[RECORDS SHOWN]
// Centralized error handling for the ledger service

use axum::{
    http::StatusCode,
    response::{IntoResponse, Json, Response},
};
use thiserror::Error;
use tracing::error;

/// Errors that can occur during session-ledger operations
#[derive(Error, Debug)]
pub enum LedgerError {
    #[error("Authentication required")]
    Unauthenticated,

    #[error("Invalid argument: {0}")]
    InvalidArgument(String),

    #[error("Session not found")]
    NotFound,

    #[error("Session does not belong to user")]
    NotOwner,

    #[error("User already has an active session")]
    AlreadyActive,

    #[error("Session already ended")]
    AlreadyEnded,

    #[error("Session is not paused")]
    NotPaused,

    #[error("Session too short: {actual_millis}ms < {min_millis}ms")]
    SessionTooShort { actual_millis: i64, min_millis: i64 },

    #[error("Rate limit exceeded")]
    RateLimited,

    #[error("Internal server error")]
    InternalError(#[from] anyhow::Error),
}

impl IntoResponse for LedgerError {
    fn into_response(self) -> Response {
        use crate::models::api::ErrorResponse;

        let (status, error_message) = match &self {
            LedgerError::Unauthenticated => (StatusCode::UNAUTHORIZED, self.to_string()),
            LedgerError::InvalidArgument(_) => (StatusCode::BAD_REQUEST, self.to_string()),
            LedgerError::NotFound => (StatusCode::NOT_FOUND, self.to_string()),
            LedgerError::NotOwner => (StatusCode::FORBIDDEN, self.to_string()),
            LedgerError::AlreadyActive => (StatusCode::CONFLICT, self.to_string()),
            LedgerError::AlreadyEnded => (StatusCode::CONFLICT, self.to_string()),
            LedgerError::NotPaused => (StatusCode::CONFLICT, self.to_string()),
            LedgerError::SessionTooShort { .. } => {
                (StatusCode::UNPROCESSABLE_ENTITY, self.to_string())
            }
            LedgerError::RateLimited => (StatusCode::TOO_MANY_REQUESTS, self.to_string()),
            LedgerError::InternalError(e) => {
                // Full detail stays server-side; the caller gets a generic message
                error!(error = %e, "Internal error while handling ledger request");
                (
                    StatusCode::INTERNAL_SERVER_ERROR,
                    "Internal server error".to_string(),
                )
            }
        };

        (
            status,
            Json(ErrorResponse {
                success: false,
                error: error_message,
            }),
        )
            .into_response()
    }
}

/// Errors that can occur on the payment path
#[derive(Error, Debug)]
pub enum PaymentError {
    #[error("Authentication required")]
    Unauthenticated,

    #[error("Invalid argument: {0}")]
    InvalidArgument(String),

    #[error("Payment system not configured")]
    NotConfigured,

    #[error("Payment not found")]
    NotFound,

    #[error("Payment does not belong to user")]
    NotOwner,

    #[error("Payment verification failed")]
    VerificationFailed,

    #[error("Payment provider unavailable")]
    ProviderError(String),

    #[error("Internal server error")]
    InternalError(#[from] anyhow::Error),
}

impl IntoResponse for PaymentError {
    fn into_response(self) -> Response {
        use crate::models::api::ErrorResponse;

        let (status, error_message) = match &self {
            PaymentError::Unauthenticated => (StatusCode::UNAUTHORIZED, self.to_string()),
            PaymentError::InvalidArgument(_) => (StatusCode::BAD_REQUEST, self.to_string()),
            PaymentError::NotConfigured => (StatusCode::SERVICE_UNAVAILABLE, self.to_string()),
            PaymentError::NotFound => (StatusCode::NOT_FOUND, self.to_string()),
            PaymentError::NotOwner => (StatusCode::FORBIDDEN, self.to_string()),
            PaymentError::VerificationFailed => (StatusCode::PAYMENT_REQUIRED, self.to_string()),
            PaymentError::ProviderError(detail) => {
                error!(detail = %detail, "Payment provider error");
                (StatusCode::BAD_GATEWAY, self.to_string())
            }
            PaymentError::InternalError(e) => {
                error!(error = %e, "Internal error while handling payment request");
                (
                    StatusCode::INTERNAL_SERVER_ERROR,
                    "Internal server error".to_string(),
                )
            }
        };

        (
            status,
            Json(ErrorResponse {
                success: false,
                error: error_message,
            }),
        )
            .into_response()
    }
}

---

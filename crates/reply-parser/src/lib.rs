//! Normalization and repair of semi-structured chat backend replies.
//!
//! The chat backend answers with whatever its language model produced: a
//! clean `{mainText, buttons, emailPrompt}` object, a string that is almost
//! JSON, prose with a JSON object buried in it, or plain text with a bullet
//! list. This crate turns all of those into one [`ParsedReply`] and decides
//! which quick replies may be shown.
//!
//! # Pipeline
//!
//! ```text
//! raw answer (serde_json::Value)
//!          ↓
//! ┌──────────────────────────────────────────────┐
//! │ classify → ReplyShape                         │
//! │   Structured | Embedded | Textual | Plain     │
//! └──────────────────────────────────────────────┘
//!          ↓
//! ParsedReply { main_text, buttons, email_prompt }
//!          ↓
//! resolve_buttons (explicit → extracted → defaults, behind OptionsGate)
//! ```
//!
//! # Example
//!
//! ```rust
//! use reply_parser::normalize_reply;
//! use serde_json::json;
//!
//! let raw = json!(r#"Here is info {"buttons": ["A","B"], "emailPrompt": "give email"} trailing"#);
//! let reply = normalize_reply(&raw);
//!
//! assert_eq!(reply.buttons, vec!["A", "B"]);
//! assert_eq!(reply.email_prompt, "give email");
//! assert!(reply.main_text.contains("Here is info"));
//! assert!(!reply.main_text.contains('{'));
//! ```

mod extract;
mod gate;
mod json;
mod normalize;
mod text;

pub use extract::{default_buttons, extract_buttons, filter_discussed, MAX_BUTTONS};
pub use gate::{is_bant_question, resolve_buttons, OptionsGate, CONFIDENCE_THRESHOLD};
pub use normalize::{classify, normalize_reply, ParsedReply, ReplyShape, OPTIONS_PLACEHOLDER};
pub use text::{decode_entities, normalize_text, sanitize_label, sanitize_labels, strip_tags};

[REQUIRED ACTION]
Sift the material for lines that include the word "handling", and copy each one.

[TASK ANSWER]
// Centralized error handling for the ledger service
                error!(error = %e, "Internal error while handling ledger request");
                error!(error = %e, "Internal error while handling payment request");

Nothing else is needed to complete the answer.